*INSTRUCTIONS FOR THE TASK*. Work out how many lines of the listing below include the string "repository", and give that number alone.

.....

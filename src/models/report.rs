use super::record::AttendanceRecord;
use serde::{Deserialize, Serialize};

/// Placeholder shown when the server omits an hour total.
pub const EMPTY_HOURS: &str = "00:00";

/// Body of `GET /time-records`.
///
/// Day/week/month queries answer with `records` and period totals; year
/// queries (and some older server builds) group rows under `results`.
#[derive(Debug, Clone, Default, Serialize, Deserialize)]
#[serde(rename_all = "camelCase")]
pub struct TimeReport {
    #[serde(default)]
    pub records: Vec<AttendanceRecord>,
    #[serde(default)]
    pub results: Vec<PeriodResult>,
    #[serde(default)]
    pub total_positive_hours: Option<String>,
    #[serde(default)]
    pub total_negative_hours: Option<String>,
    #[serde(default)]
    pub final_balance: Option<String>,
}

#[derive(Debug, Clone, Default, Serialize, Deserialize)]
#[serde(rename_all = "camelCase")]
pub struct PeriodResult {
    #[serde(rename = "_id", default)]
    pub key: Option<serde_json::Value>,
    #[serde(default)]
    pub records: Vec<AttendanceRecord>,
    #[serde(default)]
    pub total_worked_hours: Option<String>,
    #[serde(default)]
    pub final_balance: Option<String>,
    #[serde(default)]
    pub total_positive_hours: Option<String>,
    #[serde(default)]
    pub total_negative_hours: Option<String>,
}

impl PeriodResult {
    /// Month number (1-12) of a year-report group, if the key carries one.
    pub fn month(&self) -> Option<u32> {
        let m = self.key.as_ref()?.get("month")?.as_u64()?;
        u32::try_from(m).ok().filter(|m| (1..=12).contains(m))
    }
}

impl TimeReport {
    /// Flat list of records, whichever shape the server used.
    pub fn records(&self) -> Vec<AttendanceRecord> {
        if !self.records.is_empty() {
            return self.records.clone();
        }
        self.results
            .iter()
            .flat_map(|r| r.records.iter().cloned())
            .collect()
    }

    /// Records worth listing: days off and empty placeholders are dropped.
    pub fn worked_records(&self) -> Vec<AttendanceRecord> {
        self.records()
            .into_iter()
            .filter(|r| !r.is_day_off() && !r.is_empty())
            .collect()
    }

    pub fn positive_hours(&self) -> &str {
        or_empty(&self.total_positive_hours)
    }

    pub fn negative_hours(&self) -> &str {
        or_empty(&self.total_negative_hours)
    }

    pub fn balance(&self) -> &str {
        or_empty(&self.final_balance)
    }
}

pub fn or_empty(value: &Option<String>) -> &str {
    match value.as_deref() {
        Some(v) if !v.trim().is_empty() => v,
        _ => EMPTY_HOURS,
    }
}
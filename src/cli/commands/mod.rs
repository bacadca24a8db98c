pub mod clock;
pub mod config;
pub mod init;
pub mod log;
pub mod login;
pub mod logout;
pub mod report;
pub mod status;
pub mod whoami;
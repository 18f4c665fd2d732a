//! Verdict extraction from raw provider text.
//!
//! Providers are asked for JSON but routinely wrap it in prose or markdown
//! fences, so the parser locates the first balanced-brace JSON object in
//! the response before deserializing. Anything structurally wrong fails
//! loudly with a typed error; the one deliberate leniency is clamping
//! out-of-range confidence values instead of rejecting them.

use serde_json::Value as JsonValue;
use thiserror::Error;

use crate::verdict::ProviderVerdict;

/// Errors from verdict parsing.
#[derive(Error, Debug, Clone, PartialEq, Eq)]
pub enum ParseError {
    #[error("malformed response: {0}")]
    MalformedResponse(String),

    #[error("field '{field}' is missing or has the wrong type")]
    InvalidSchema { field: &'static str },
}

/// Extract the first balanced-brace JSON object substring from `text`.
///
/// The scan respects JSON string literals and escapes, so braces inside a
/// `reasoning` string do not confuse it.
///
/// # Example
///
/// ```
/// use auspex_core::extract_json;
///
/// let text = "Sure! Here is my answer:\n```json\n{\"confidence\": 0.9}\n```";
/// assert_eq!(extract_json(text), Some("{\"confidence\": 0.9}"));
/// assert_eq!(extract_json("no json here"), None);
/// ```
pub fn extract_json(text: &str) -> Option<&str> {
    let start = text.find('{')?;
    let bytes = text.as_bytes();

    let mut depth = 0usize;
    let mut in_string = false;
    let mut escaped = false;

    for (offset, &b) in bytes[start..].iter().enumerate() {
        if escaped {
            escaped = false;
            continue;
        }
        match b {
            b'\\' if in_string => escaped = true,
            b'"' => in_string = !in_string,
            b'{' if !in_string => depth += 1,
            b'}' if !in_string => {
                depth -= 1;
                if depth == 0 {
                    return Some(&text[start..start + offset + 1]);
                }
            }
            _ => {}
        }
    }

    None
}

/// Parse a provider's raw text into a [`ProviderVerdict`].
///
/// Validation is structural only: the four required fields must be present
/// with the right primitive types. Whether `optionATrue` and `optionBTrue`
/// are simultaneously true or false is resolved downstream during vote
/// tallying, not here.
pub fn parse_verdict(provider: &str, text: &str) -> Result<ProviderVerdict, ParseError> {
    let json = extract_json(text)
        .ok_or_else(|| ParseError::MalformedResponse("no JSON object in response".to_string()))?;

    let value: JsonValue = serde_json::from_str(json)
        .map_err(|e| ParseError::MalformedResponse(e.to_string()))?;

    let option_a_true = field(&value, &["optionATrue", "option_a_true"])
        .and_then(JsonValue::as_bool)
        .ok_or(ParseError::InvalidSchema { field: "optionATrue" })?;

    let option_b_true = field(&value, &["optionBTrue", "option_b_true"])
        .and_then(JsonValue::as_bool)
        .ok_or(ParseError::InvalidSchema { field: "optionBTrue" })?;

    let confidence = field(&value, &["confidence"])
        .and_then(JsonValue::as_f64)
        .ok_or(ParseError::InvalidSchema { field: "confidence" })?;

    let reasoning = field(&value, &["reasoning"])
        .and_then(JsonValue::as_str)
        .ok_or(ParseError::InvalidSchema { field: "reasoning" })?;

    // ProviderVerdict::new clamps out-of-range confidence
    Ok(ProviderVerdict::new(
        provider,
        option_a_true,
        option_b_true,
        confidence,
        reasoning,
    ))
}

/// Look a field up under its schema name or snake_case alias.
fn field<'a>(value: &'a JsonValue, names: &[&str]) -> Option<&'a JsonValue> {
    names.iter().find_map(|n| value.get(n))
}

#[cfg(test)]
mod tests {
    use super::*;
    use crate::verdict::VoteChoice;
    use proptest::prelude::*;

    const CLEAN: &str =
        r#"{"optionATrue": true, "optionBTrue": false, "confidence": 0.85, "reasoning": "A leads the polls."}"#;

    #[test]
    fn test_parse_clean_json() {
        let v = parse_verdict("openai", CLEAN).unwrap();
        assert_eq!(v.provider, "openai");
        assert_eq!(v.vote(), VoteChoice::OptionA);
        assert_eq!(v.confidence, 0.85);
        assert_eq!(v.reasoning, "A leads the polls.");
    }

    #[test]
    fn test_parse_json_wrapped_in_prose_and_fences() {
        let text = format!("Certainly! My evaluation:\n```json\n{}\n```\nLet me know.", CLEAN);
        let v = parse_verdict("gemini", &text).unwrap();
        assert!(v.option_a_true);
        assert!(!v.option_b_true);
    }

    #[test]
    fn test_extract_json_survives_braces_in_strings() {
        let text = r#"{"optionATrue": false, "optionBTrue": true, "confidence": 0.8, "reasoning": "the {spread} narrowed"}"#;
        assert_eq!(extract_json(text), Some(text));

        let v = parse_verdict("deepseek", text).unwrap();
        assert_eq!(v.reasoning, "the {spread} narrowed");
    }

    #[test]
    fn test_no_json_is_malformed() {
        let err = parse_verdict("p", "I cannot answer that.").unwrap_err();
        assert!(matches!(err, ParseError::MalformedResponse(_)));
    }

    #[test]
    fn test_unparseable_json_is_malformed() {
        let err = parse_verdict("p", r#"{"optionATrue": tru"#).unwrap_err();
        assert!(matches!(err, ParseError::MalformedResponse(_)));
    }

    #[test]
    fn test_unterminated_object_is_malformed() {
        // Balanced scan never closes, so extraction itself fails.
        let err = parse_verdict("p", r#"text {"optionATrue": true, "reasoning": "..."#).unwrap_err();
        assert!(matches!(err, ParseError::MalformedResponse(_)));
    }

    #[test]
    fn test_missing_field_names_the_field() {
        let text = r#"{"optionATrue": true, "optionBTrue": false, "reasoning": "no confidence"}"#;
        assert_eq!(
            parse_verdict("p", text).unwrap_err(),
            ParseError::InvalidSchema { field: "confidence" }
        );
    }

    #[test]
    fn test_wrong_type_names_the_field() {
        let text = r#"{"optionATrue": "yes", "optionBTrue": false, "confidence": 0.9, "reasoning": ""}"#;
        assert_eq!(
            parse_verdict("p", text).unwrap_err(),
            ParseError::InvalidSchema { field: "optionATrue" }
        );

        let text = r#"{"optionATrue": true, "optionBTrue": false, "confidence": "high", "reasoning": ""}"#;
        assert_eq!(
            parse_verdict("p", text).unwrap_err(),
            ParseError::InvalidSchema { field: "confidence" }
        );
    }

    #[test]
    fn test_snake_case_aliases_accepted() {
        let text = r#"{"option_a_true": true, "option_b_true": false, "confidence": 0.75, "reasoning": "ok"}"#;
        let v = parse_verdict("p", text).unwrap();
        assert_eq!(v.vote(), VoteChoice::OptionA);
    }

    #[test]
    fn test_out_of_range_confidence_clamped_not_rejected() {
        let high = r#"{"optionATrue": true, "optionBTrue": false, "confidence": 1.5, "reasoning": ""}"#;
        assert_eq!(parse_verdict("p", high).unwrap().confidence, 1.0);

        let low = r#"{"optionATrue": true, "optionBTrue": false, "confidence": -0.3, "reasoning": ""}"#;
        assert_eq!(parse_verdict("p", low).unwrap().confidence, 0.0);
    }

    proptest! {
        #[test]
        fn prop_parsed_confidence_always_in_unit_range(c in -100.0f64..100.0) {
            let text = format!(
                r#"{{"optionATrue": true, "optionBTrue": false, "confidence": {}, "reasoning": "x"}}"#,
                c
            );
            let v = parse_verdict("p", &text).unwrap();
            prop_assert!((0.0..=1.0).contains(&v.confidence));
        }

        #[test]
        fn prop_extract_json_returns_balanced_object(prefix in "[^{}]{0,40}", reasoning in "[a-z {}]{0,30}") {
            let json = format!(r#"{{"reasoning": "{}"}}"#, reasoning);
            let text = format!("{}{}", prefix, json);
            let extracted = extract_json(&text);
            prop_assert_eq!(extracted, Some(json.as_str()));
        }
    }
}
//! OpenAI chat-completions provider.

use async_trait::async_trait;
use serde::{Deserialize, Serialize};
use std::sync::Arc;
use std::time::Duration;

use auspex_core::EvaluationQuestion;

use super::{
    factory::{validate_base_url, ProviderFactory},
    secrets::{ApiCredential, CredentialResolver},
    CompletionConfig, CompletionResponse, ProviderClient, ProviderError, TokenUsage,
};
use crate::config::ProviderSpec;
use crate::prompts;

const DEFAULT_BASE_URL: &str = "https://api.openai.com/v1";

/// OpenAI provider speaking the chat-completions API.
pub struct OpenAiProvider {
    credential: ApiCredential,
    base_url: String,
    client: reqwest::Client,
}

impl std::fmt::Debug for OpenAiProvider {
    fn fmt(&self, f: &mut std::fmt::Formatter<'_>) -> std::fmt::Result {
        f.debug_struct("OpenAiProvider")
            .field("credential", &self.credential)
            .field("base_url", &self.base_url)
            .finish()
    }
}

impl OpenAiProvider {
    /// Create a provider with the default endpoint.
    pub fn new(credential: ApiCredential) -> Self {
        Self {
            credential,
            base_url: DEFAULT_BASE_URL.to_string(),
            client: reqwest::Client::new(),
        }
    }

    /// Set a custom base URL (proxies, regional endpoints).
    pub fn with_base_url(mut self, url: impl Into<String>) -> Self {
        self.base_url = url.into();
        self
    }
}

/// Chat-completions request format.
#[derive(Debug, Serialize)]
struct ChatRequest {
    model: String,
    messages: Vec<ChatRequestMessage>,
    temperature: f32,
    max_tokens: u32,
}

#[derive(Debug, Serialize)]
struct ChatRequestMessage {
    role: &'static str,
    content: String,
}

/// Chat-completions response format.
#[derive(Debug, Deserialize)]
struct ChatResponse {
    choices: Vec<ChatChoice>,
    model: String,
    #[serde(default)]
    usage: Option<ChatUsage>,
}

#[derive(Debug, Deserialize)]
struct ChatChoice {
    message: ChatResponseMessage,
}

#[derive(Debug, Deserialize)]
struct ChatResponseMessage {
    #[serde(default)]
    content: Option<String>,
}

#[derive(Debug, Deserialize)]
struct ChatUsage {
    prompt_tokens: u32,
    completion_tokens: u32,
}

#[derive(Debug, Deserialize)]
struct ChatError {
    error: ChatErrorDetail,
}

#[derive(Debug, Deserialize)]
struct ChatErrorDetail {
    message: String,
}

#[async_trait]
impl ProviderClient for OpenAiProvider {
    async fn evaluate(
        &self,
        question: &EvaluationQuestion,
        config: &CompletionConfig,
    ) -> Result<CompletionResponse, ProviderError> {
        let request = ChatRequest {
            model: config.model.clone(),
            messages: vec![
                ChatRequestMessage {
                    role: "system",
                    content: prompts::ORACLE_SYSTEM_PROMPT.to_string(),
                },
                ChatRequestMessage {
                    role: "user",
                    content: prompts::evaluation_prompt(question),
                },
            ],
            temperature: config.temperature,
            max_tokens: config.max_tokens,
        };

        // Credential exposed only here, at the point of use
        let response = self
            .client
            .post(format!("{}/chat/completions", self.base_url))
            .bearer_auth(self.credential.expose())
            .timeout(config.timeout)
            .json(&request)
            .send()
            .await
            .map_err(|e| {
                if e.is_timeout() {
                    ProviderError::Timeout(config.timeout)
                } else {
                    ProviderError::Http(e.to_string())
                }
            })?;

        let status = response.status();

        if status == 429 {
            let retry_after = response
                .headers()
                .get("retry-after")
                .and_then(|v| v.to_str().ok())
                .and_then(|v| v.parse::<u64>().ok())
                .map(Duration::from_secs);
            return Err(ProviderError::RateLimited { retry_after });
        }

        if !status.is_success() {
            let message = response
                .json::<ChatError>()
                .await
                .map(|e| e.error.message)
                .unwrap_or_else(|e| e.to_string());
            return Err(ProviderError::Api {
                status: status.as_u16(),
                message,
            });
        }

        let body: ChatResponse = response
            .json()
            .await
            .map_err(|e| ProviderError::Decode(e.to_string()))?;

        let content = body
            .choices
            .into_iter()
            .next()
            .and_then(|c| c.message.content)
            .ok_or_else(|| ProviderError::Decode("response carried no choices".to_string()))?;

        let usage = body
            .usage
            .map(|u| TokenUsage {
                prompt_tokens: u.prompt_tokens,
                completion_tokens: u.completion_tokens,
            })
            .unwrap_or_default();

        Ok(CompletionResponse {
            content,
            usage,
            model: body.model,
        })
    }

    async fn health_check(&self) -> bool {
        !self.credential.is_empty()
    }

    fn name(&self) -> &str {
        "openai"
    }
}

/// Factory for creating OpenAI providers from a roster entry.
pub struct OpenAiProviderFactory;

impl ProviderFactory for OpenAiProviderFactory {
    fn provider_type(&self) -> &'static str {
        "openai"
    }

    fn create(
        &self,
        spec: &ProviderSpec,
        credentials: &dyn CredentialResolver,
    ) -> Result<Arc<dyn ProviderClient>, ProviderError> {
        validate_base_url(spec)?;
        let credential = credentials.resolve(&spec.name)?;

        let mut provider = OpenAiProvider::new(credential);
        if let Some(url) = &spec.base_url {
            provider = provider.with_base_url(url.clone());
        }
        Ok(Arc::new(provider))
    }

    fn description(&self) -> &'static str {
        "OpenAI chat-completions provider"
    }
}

.....

*ANSWER SPACE*. 2